Recently I have been looking frantically through all my household files, bookcases, and other paper storage spots to find a copy of a poem I wrote 20 years ago. So far, I haven't had any luck, although in the course of searching, I have weeded out a lot of paper clutter, and found a number of other poems, essays, and letters to the editor I had written.


I also found something else, something I had forgotten I had - a letter that my brother wrote me 22 years ago. I knew what it was as soon as I saw it, and knew also that I should take it over to the shredder, only a few feet away, and shred it without re-reading it. I knew that, but of course, I re-read it anyway.


The letter was a complaint, one of those letters intended to be more-in-sorrow-than-in-anger which are of course always more-in-anger-than-in-sorrow. It was the kind of letter you write, put away till the next morning, read again, and rip up before writing, "You know, you really pissed me off and you owe me an apology."

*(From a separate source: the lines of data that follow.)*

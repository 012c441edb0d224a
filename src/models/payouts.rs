use sea_orm::entity::prelude::*;
use serde::{Deserialize, Serialize};

use crate::money::Money;
use crate::models::users::BankInfo;

#[derive(Debug, Clone, Copy, PartialEq, Eq, Serialize, Deserialize, EnumIter, DeriveActiveEnum)]
#[sea_orm(rs_type = "String", db_type = "String(StringLen::None)")]
#[serde(rename_all = "snake_case")]
pub enum PayeeType {
    #[sea_orm(string_value = "worker")]
    Worker,
    #[sea_orm(string_value = "driver")]
    Driver,
    #[sea_orm(string_value = "seller")]
    Seller,
}

#[derive(Debug, Clone, Copy, PartialEq, Eq, Serialize, Deserialize, EnumIter, DeriveActiveEnum)]
#[sea_orm(rs_type = "String", db_type = "String(StringLen::None)")]
#[serde(rename_all = "snake_case")]
pub enum Status {
    #[sea_orm(string_value = "pending_disbursement")]
    PendingDisbursement,
    #[sea_orm(string_value = "completed")]
    Completed,
    #[sea_orm(string_value = "failed")]
    Failed,
}

/// SeaORM entity for the `payouts` table.
#[derive(Clone, Debug, PartialEq, Eq, DeriveEntityModel, Serialize, Deserialize)]
#[sea_orm(table_name = "payouts")]
pub struct Model {
    #[sea_orm(primary_key, auto_increment = false)]
    pub id: Uuid,
    pub transaction_id: Uuid,
    pub payee_id: Uuid,
    pub payee_type: PayeeType,
    pub amount: Money,
    pub status: Status,
    pub released_at: DateTimeUtc,
    pub transfer_proof_url: Option<String>,
    #[sea_orm(column_type = "Text", nullable)]
    pub failure_reason: Option<String>,
    /// Admin who finalized the payout.
    pub processed_by: Option<Uuid>,
    pub processed_at: Option<DateTimeUtc>,
    pub created_at: DateTimeUtc,
}

#[derive(Copy, Clone, Debug, EnumIter, DeriveRelation)]
pub enum Relation {
    #[sea_orm(
        belongs_to = "super::transactions::Entity",
        from = "Column::TransactionId",
        to = "super::transactions::Column::Id"
    )]
    Transaction,
    #[sea_orm(
        belongs_to = "super::users::Entity",
        from = "Column::PayeeId",
        to = "super::users::Column::Id"
    )]
    Payee,
}

impl Related<super::transactions::Entity> for Entity {
    fn to() -> RelationDef {
        Relation::Transaction.def()
    }
}

impl Related<super::users::Entity> for Entity {
    fn to() -> RelationDef {
        Relation::Payee.def()
    }
}

impl ActiveModelBehavior for ActiveModel {}

// ── DTOs ──

/// A pending payout with everything an admin needs to make the transfer.
#[derive(Debug, Clone, Serialize)]
pub struct PendingPayout {
    #[serde(flatten)]
    pub payout: Model,
    pub payee_name: String,
    pub bank: BankInfo,
    /// Project title, delivery description or order invoice number.
    pub context: String,
}

#[derive(Debug, Clone, Deserialize)]
pub struct CompletePayout {
    pub proof_url: String,
}

#[derive(Debug, Clone, Deserialize)]
pub struct FailPayout {
    pub reason: String,
}
//! Marketplace checkout: stock reservation, settlement, failure and expiry.
//!
//! Run with: `cargo test --test commerce_flow_test`
mod common;

use agrimarket_backend::db::{
    commerce as commerce_db, invoices as invoice_db, ledger as ledger_db,
};
use agrimarket_backend::error::CoreError;
use agrimarket_backend::models::payouts::PayeeType;
use agrimarket_backend::models::users::Roles;
use agrimarket_backend::models::{ecommerce_payments, invoices, orders, products};
use agrimarket_backend::money::Money;
use agrimarket_backend::services::inventory;
use agrimarket_backend::services::payments::{WebhookAck, sweeper};
use common::{add_to_cart, engines, gross, seed_product, seed_user, setup_db, signed_callback};
use sea_orm::DatabaseConnection;
use uuid::Uuid;

async fn product(db: &DatabaseConnection, id: Uuid) -> products::Model {
    commerce_db::get_product_by_id(db, id).await.unwrap().unwrap()
}

#[tokio::test]
async fn test_checkout_reserves_exactly_the_available_stock() {
    let db = setup_db().await;
    let e = engines();
    let seller = seed_user(&db, "Seller", Roles::Farmer).await;
    let buyer = seed_user(&db, "Buyer", Roles::Farmer).await;
    let chili = seed_product(&db, seller.id, "Red chili 1kg", 40_000, 5).await;

    add_to_cart(&db, buyer.id, chili.id, 5).await;
    let result = e.payments.checkout(&db, &buyer).await.unwrap();

    assert_eq!(result.orders.len(), 1);
    assert_eq!(result.payment.grand_total, Money::from_major(200_000));
    assert_eq!(result.invoice.total_amount, result.payment.grand_total);
    assert_eq!(result.invoice.platform_fee, Money::from_major(10_000));
    assert_eq!(result.snap_token, format!("snap-{}", result.payment.id));
    assert!(result.orders[0].invoice_number.starts_with("INV-"));

    let chili = product(&db, chili.id).await;
    assert_eq!(chili.stock, 5);
    assert_eq!(chili.reserved_stock, 5);

    // The cart was consumed; a second checkout has nothing to buy.
    assert!(matches!(
        e.payments.checkout(&db, &buyer).await,
        Err(CoreError::IllegalState(_))
    ));
}

#[tokio::test]
async fn test_checkout_beyond_available_stock_is_a_conflict() {
    let db = setup_db().await;
    let e = engines();
    let seller = seed_user(&db, "Seller", Roles::Farmer).await;
    let first = seed_user(&db, "First", Roles::Farmer).await;
    let second = seed_user(&db, "Second", Roles::Farmer).await;
    let shallots = seed_product(&db, seller.id, "Shallots 1kg", 35_000, 5).await;

    add_to_cart(&db, first.id, shallots.id, 2).await;
    e.payments.checkout(&db, &first).await.unwrap();

    // Three left; four is one too many.
    add_to_cart(&db, second.id, shallots.id, 4).await;
    assert!(matches!(
        e.payments.checkout(&db, &second).await,
        Err(CoreError::Conflict(_))
    ));

    let shallots = product(&db, shallots.id).await;
    assert_eq!(shallots.reserved_stock, 2);
}

#[tokio::test]
async fn test_concurrent_checkouts_never_oversell() {
    let db = setup_db().await;
    let e = engines();
    let seller = seed_user(&db, "Seller", Roles::Farmer).await;
    let a = seed_user(&db, "BuyerA", Roles::Farmer).await;
    let b = seed_user(&db, "BuyerB", Roles::Farmer).await;
    let melon = seed_product(&db, seller.id, "Melon", 20_000, 5).await;

    add_to_cart(&db, a.id, melon.id, 3).await;
    add_to_cart(&db, b.id, melon.id, 3).await;

    let (ra, rb) = tokio::join!(e.payments.checkout(&db, &a), e.payments.checkout(&db, &b));
    let succeeded = [ra.is_ok(), rb.is_ok()].iter().filter(|ok| **ok).count();
    assert_eq!(succeeded, 1);
    assert!(matches!(ra.err().or(rb.err()), Some(CoreError::Conflict(_))));

    let melon = product(&db, melon.id).await;
    assert_eq!(melon.reserved_stock, 3);
    assert!(melon.reserved_stock <= melon.stock);
}

#[tokio::test]
async fn test_paid_checkout_debits_stock_and_owes_each_seller() {
    let db = setup_db().await;
    let e = engines();
    let seller_a = seed_user(&db, "SellerA", Roles::Farmer).await;
    let seller_b = seed_user(&db, "SellerB", Roles::Farmer).await;
    let buyer = seed_user(&db, "Buyer", Roles::Farmer).await;
    let rice = seed_product(&db, seller_a.id, "Rice 5kg", 10_000, 5).await;
    let honey = seed_product(&db, seller_b.id, "Forest honey", 25_000, 2).await;

    add_to_cart(&db, buyer.id, rice.id, 3).await;
    add_to_cart(&db, buyer.id, honey.id, 1).await;
    let checkout = e.payments.checkout(&db, &buyer).await.unwrap();
    assert_eq!(checkout.orders.len(), 2);
    assert_eq!(checkout.payment.grand_total, Money::from_major(55_000));

    let body = signed_callback(
        &checkout.payment.id.to_string(),
        "settlement",
        &gross(checkout.payment.grand_total),
    );
    let ack = e.payments.handle_webhook(&db, &body, "{}".to_string()).await.unwrap();
    assert_eq!(ack, WebhookAck::Paid);

    let rice = product(&db, rice.id).await;
    assert_eq!((rice.stock, rice.reserved_stock), (2, 0));
    let honey = product(&db, honey.id).await;
    assert_eq!((honey.stock, honey.reserved_stock), (1, 0));

    let payment = commerce_db::get_payment_by_id(&db, checkout.payment.id)
        .await
        .unwrap()
        .unwrap();
    assert_eq!(payment.status, ecommerce_payments::Status::Paid);
    assert!(payment.paid_at.is_some());

    let paid_orders = commerce_db::get_orders_for_payment(&db, payment.id).await.unwrap();
    assert!(paid_orders.iter().all(|o| o.status == orders::Status::Paid));

    let invoice = invoice_db::get_invoice_by_id(&db, checkout.invoice.id)
        .await
        .unwrap()
        .unwrap();
    assert_eq!(invoice.status, invoices::Status::Paid);

    let transaction = ledger_db::get_transaction_by_invoice(&db, invoice.id)
        .await
        .unwrap()
        .unwrap();
    assert_eq!(transaction.amount_paid, Money::from_major(55_000));

    let payouts = ledger_db::get_payouts_by_transaction(&db, transaction.id).await.unwrap();
    assert_eq!(payouts.len(), 2);
    assert!(payouts.iter().all(|p| p.payee_type == PayeeType::Seller));
    let owed = |seller: Uuid| {
        payouts
            .iter()
            .find(|p| p.payee_id == seller)
            .map(|p| p.amount)
            .unwrap()
    };
    assert_eq!(owed(seller_a.id), Money::from_major(28_500));
    assert_eq!(owed(seller_b.id), Money::from_major(23_750));
    assert_eq!(
        payouts.iter().map(|p| p.amount).sum::<Money>(),
        invoice.amount
    );
}

#[tokio::test]
async fn test_failed_payment_releases_reservations() {
    let db = setup_db().await;
    let e = engines();
    let seller = seed_user(&db, "Seller", Roles::Farmer).await;
    let buyer = seed_user(&db, "Buyer", Roles::Farmer).await;
    let eggs = seed_product(&db, seller.id, "Eggs (tray)", 55_000, 4).await;

    add_to_cart(&db, buyer.id, eggs.id, 4).await;
    let checkout = e.payments.checkout(&db, &buyer).await.unwrap();

    let body = signed_callback(
        &checkout.payment.id.to_string(),
        "deny",
        &gross(checkout.payment.grand_total),
    );
    let ack = e.payments.handle_webhook(&db, &body, "{}".to_string()).await.unwrap();
    assert_eq!(ack, WebhookAck::Failed);

    let eggs = product(&db, eggs.id).await;
    assert_eq!((eggs.stock, eggs.reserved_stock), (4, 0));

    let cancelled = commerce_db::get_orders_for_payment(&db, checkout.payment.id)
        .await
        .unwrap();
    assert!(cancelled.iter().all(|o| o.status == orders::Status::Cancelled));

    let invoice = invoice_db::get_invoice_by_id(&db, checkout.invoice.id)
        .await
        .unwrap()
        .unwrap();
    assert_eq!(invoice.status, invoices::Status::Failed);
}

#[tokio::test]
async fn test_sweeper_expires_abandoned_checkout() {
    let db = setup_db().await;
    let e = engines();
    let seller = seed_user(&db, "Seller", Roles::Farmer).await;
    let buyer = seed_user(&db, "Buyer", Roles::Farmer).await;
    let corn = seed_product(&db, seller.id, "Sweet corn", 8_000, 10).await;

    add_to_cart(&db, buyer.id, corn.id, 6).await;
    let checkout = e.payments.checkout(&db, &buyer).await.unwrap();
    let due = checkout.invoice.due_date;

    let expired = sweeper::expire_overdue(&db, due + chrono::Duration::seconds(1))
        .await
        .unwrap();
    assert_eq!(expired, vec![checkout.invoice.id]);

    let payment = commerce_db::get_payment_by_id(&db, checkout.payment.id)
        .await
        .unwrap()
        .unwrap();
    assert_eq!(payment.status, ecommerce_payments::Status::Failed);
    assert_eq!(product(&db, corn.id).await.reserved_stock, 0);

    // A late settlement is flagged, not applied.
    let body = signed_callback(
        &checkout.payment.id.to_string(),
        "settlement",
        &gross(checkout.payment.grand_total),
    );
    let ack = e.payments.handle_webhook(&db, &body, "{}".to_string()).await.unwrap();
    assert_eq!(ack, WebhookAck::LatePayment);
}

#[tokio::test]
async fn test_gateway_outage_rolls_back_checkout() {
    let db = setup_db().await;
    let e = engines();
    let seller = seed_user(&db, "Seller", Roles::Farmer).await;
    let buyer = seed_user(&db, "Buyer", Roles::Farmer).await;
    let garlic = seed_product(&db, seller.id, "Garlic", 30_000, 3).await;
    add_to_cart(&db, buyer.id, garlic.id, 2).await;

    e.payments.gateway().set_failing(true);
    assert!(matches!(
        e.payments.checkout(&db, &buyer).await,
        Err(CoreError::Unavailable(_))
    ));
    assert_eq!(product(&db, garlic.id).await.reserved_stock, 0);

    e.payments.gateway().set_failing(false);
    let checkout = e.payments.checkout(&db, &buyer).await.unwrap();
    assert_eq!(checkout.payment.grand_total, Money::from_major(60_000));

    // Initiating again, by payment or by invoice, resumes the same session.
    let by_payment = e.payments.initiate(&db, checkout.payment.id, &buyer).await.unwrap();
    let by_invoice = e.payments.initiate(&db, checkout.invoice.id, &buyer).await.unwrap();
    assert_eq!(by_payment.snap_token, checkout.snap_token);
    assert_eq!(by_invoice.order_id, checkout.payment.id);
    assert_eq!(e.payments.gateway().sessions(), 1);
}

#[tokio::test]
async fn test_stock_updates_respect_ownership_and_reservations() {
    let db = setup_db().await;
    let e = engines();
    let seller = seed_user(&db, "Seller", Roles::Farmer).await;
    let other = seed_user(&db, "Other", Roles::Farmer).await;
    let buyer = seed_user(&db, "Buyer", Roles::Farmer).await;
    let tomato = seed_product(&db, seller.id, "Tomatoes", 12_000, 10).await;

    add_to_cart(&db, buyer.id, tomato.id, 4).await;
    e.payments.checkout(&db, &buyer).await.unwrap();

    assert!(matches!(
        inventory::update_stock(&db, tomato.id, seller.id, -1).await,
        Err(CoreError::InvalidInput(_))
    ));
    assert!(matches!(
        inventory::update_stock(&db, tomato.id, other.id, 20).await,
        Err(CoreError::Forbidden(_))
    ));
    assert!(matches!(
        inventory::update_stock(&db, tomato.id, seller.id, 3).await,
        Err(CoreError::Conflict(_))
    ));

    let updated = inventory::update_stock(&db, tomato.id, seller.id, 4).await.unwrap();
    assert_eq!((updated.stock, updated.reserved_stock), (4, 4));
}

My brother is like me in that we both tend toward the cold and cutting rather than the hot angry style. I suspect that he did not hear what he wrote in his mind the way I did in mine when I read it, but let's just say that in re-reading it I was surprised the paint hadn't blistered off the walls around the bookcase years ago. Your family always knows how to hit you where it hurts.


The substance of his complaint was that I had treated him badly at our niece's wedding a few months before, and had made a recent comment on the phone of a similar type. As best I could piece together from what he said, he was unhappy that I had told his children stories about him from our childhood, like the time he rolled peas from his lunch down the aisle of an airplane; he was mad that I said it was funny that my son was so much like his uncle since they hardly ever saw each other; and he was furious that I said I didn't know how his wife put up with him. To me, only the last of these seemed like something to complain about, but I can also see where hearing that might have disposed him to take anything else I said in the worst possible way.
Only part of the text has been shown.